══ DATA TO USE ══

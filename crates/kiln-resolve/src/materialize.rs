//! Turns a solver selection into the final candidate set.

use std::collections::HashSet;
use std::fmt;

use log::debug;

use crate::candidate::{ByteCache, CandidateId, CandidateStore};
use crate::metadata::{Dependency, DependencyKind};
use crate::report;
use crate::solver::{ModRef, Selection};

/// A soft constraint the final set does not honor
#[derive(Debug, Clone, PartialEq, Eq)]
pub enum Warning {
    /// A recommended mod is missing or has the wrong version
    MissingRecommendation {
        source: ModRef,
        dependency: Dependency,
        present: Vec<ModRef>,
    },
    /// A conflicting mod was selected anyway
    Conflict {
        source: ModRef,
        dependency: Dependency,
        conflicting: ModRef,
    },
}

impl fmt::Display for Warning {
    fn fmt(&self, f: &mut fmt::Formatter<'_>) -> fmt::Result {
        let line = match self {
            Warning::MissingRecommendation {
                source,
                dependency,
                present,
            } => report::describe_dependency(source, dependency, present),
            Warning::Conflict {
                source,
                dependency,
                conflicting,
            } => report::describe_dependency(source, dependency, std::slice::from_ref(conflicting)),
        };
        f.write_str(&line)
    }
}

/// Drop unselected candidates and collect soft warnings.
///
/// Unselected candidates lose their cached bytes and every edge; depths of
/// the survivors are recomputed from the selected roots.
pub fn materialize(store: &mut CandidateStore, selection: &Selection, cache: &ByteCache) -> Vec<Warning> {
    let selected: HashSet<CandidateId> = selection.selected.iter().copied().collect();

    let dropped: Vec<CandidateId> = store.ids().filter(|id| !selected.contains(id)).collect();
    for &id in &dropped {
        cache.evict(id);
        store.detach(id);
    }
    store.recompute_depths();
    debug!("Dropped {} unselected candidate(s)", dropped.len());

    let mut warnings = Vec::new();
    for &id in &selection.selected {
        let Some(record) = store.get(id) else {
            continue;
        };
        let source = ModRef::of(record);

        for dependency in &record.metadata.dependencies {
            let providers: Vec<ModRef> = store
                .providers(&dependency.target)
                .iter()
                .filter(|&&p| p != id)
                .filter_map(|&p| store.get(p))
                .map(ModRef::of)
                .collect();

            match dependency.kind {
                DependencyKind::Recommends => {
                    if !providers.iter().any(|p| dependency.matches(&p.version)) {
                        warnings.push(Warning::MissingRecommendation {
                            source: source.clone(),
                            dependency: dependency.clone(),
                            present: providers,
                        });
                    }
                }
                DependencyKind::Conflicts => {
                    for conflicting in providers.into_iter().filter(|p| dependency.matches(&p.version)) {
                        warnings.push(Warning::Conflict {
                            source: source.clone(),
                            dependency: dependency.clone(),
                            conflicting,
                        });
                    }
                }
                _ => {}
            }
        }
    }

    warnings
}
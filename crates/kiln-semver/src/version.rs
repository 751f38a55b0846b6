//! Version parsing and ordering

use std::cmp::Ordering;
use std::fmt;
use std::hash::{Hash, Hasher};
use std::str::FromStr;

use lazy_static::lazy_static;
use regex::Regex;
use thiserror::Error;

/// Error type for version and predicate parsing
#[derive(Error, Debug, Clone, PartialEq, Eq)]
pub enum VersionError {
    #[error("Invalid version string \"{0}\"")]
    InvalidVersion(String),
    #[error("Could not parse version predicate \"{predicate}\": {reason}")]
    InvalidPredicate { predicate: String, reason: String },
}

lazy_static! {
    static ref SEMANTIC_RE: Regex = Regex::new(
        r"^(\d+(?:\.\d+)*)(?:-([0-9A-Za-z-]+(?:\.[0-9A-Za-z-]+)*))?(?:\+([0-9A-Za-z-]+(?:\.[0-9A-Za-z-]+)*))?$"
    ).unwrap();
}

/// A semantic version: numeric components, optional pre-release and build metadata.
///
/// Missing components compare as zero, so `1.2` and `1.2.0` are equal.
/// Build metadata is kept for display but ignored for ordering and equality.
#[derive(Debug, Clone)]
pub struct SemanticVersion {
    components: Vec<u64>,
    pre_release: Vec<String>,
    build: Option<String>,
}

impl SemanticVersion {
    /// Create a release version from numeric components
    pub fn new(components: Vec<u64>) -> Self {
        Self {
            components,
            pre_release: Vec::new(),
            build: None,
        }
    }

    /// Parse a semantic version, returning `None` if the string is not semver-like
    pub fn parse(version: &str) -> Option<Self> {
        let caps = SEMANTIC_RE.captures(version)?;

        let mut components = Vec::new();
        for part in caps.get(1)?.as_str().split('.') {
            components.push(part.parse::<u64>().ok()?);
        }

        let pre_release = caps
            .get(2)
            .map(|m| m.as_str().split('.').map(String::from).collect())
            .unwrap_or_default();

        Some(Self {
            components,
            pre_release,
            build: caps.get(3).map(|m| m.as_str().to_string()),
        })
    }

    /// Numeric components as written
    pub fn components(&self) -> &[u64] {
        &self.components
    }

    /// Get a component, treating missing positions as zero
    pub fn component(&self, index: usize) -> u64 {
        self.components.get(index).copied().unwrap_or(0)
    }

    /// Pre-release identifiers (empty for a release)
    pub fn pre_release(&self) -> &[String] {
        &self.pre_release
    }

    /// Check if this is a pre-release version
    pub fn is_pre_release(&self) -> bool {
        !self.pre_release.is_empty()
    }

    /// Build metadata, if any
    pub fn build(&self) -> Option<&str> {
        self.build.as_deref()
    }

    /// The same version without pre-release or build metadata
    pub fn release(&self) -> Self {
        Self::new(self.components.clone())
    }

    /// First version of the next major line (`1.4.2` -> `2.0.0`)
    pub fn next_major(&self) -> Self {
        let mut components = vec![0; self.components.len().max(1)];
        components[0] = self.component(0).saturating_add(1);
        Self::new(components)
    }

    /// First version of the next minor line (`1.4.2` -> `1.5.0`)
    pub fn next_minor(&self) -> Self {
        let mut components = vec![0; self.components.len().max(2)];
        components[0] = self.component(0);
        components[1] = self.component(1).saturating_add(1);
        Self::new(components)
    }

    /// Components with trailing zeros removed, used for equality and hashing
    fn significant_components(&self) -> &[u64] {
        let end = self
            .components
            .iter()
            .rposition(|&c| c != 0)
            .map_or(0, |i| i + 1);
        &self.components[..end]
    }
}

/// Compare pre-release identifiers following semver 2.0 precedence rules
fn compare_pre_release(a: &[String], b: &[String]) -> Ordering {
    match (a.is_empty(), b.is_empty()) {
        (true, true) => return Ordering::Equal,
        (true, false) => return Ordering::Greater,
        (false, true) => return Ordering::Less,
        (false, false) => {}
    }

    for (x, y) in a.iter().zip(b.iter()) {
        let ord = match (x.parse::<u64>(), y.parse::<u64>()) {
            (Ok(x), Ok(y)) => x.cmp(&y),
            (Ok(_), Err(_)) => Ordering::Less,
            (Err(_), Ok(_)) => Ordering::Greater,
            (Err(_), Err(_)) => x.cmp(y),
        };
        if ord != Ordering::Equal {
            return ord;
        }
    }

    a.len().cmp(&b.len())
}

impl Ord for SemanticVersion {
    fn cmp(&self, other: &Self) -> Ordering {
        let len = self.components.len().max(other.components.len());
        for i in 0..len {
            match self.component(i).cmp(&other.component(i)) {
                Ordering::Equal => continue,
                ord => return ord,
            }
        }

        compare_pre_release(&self.pre_release, &other.pre_release)
    }
}

impl PartialOrd for SemanticVersion {
    fn partial_cmp(&self, other: &Self) -> Option<Ordering> {
        Some(self.cmp(other))
    }
}

impl PartialEq for SemanticVersion {
    fn eq(&self, other: &Self) -> bool {
        self.cmp(other) == Ordering::Equal
    }
}

impl Eq for SemanticVersion {}

impl Hash for SemanticVersion {
    fn hash<H: Hasher>(&self, state: &mut H) {
        self.significant_components().hash(state);
        self.pre_release.hash(state);
    }
}

impl fmt::Display for SemanticVersion {
    fn fmt(&self, f: &mut fmt::Formatter<'_>) -> fmt::Result {
        let parts: Vec<String> = self.components.iter().map(u64::to_string).collect();
        write!(f, "{}", parts.join("."))?;
        if !self.pre_release.is_empty() {
            write!(f, "-{}", self.pre_release.join("."))?;
        }
        if let Some(build) = &self.build {
            write!(f, "+{}", build)?;
        }
        Ok(())
    }
}

/// A mod version.
///
/// Versions are semantic when the string allows it and opaque otherwise.
/// Opaque versions sort below every semantic version and compare among
/// themselves by string.
#[derive(Debug, Clone, PartialEq, Eq, Hash)]
pub enum Version {
    Semantic(SemanticVersion),
    Opaque(String),
}

impl Version {
    /// Parse a version string
    pub fn parse(version: &str) -> Result<Self, VersionError> {
        let version = version.trim();
        if version.is_empty() {
            return Err(VersionError::InvalidVersion(version.to_string()));
        }

        Ok(match SemanticVersion::parse(version) {
            Some(semantic) => Version::Semantic(semantic),
            None => Version::Opaque(version.to_string()),
        })
    }

    /// Create a semantic release version from components
    pub fn from_components(components: &[u64]) -> Self {
        Version::Semantic(SemanticVersion::new(components.to_vec()))
    }

    /// Get the semantic representation, if any
    pub fn as_semantic(&self) -> Option<&SemanticVersion> {
        match self {
            Version::Semantic(v) => Some(v),
            Version::Opaque(_) => None,
        }
    }

    /// Check if this version is semantic
    pub fn is_semantic(&self) -> bool {
        matches!(self, Version::Semantic(_))
    }
}

impl Ord for Version {
    fn cmp(&self, other: &Self) -> Ordering {
        match (self, other) {
            (Version::Semantic(a), Version::Semantic(b)) => a.cmp(b),
            (Version::Opaque(a), Version::Opaque(b)) => a.cmp(b),
            (Version::Opaque(_), Version::Semantic(_)) => Ordering::Less,
            (Version::Semantic(_), Version::Opaque(_)) => Ordering::Greater,
        }
    }
}

impl PartialOrd for Version {
    fn partial_cmp(&self, other: &Self) -> Option<Ordering> {
        Some(self.cmp(other))
    }
}

impl FromStr for Version {
    type Err = VersionError;

    fn from_str(s: &str) -> Result<Self, Self::Err> {
        Version::parse(s)
    }
}

impl fmt::Display for Version {
    fn fmt(&self, f: &mut fmt::Formatter<'_>) -> fmt::Result {
        match self {
            Version::Semantic(v) => write!(f, "{}", v),
            Version::Opaque(s) => write!(f, "{}", s),
        }
    }
}

#[cfg(test)]
mod tests {
    use super::*;

    fn v(s: &str) -> Version {
        Version::parse(s).unwrap()
    }

    #[test]
    fn test_parse_semantic() {
        let version = v("1.2.3-beta.1+build.5");
        let semantic = version.as_semantic().unwrap();
        assert_eq!(semantic.components(), &[1, 2, 3]);
        assert_eq!(semantic.pre_release(), &["beta".to_string(), "1".to_string()]);
        assert_eq!(semantic.build(), Some("build.5"));
        assert_eq!(version.to_string(), "1.2.3-beta.1+build.5");
    }

    #[test]
    fn test_parse_opaque() {
        assert_eq!(v("snapshot-22w13a"), Version::Opaque("snapshot-22w13a".to_string()));
        assert_eq!(v("1.2.x"), Version::Opaque("1.2.x".to_string()));
        assert!(Version::parse("").is_err());
        assert!(Version::parse("   ").is_err());
    }

    #[test]
    fn test_trailing_zeros_are_equal() {
        assert_eq!(v("1.2"), v("1.2.0"));
        assert_eq!(v("1"), v("1.0.0.0"));
        assert_ne!(v("1.2"), v("1.2.1"));
    }

    #[test]
    fn test_ordering() {
        assert!(v("1.2.3") < v("1.2.4"));
        assert!(v("1.10.0") > v("1.9.0"));
        assert!(v("2.0.0-alpha") < v("2.0.0"));
        assert!(v("2.0.0-alpha") < v("2.0.0-alpha.1"));
        assert!(v("2.0.0-alpha.1") < v("2.0.0-beta"));
        assert!(v("2.0.0-2") < v("2.0.0-rc"));
        assert!(v("1.0.0+a") == v("1.0.0+b"));
    }

    #[test]
    fn test_opaque_sorts_below_semantic() {
        assert!(v("zzz") < v("0.0.1"));
        assert!(v("abc") < v("abd"));
    }

    #[test]
    fn test_next_major_minor() {
        let semantic = SemanticVersion::parse("1.4.2").unwrap();
        assert_eq!(semantic.next_major().to_string(), "2.0.0");
        assert_eq!(semantic.next_minor().to_string(), "1.5.0");

        let short = SemanticVersion::parse("3").unwrap();
        assert_eq!(short.next_minor().to_string(), "3.1");
    }

    #[test]
    fn test_hash_consistent_with_eq() {
        use std::collections::HashSet;

        let mut set = HashSet::new();
        set.insert(v("1.2"));
        assert!(set.contains(&v("1.2.0")));
        assert!(!set.contains(&v("1.2.0-pre")));
    }
}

═══

◆ WORK ITEM ◆
Filter these records, keeping every line where the word "ByteCache" occurs.

◆ THE ANSWER ◆
use crate::candidate::{ByteCache, CandidateId, CandidateStore};
pub fn materialize(store: &mut CandidateStore, selection: &Selection, cache: &ByteCache) -> Vec<Warning> {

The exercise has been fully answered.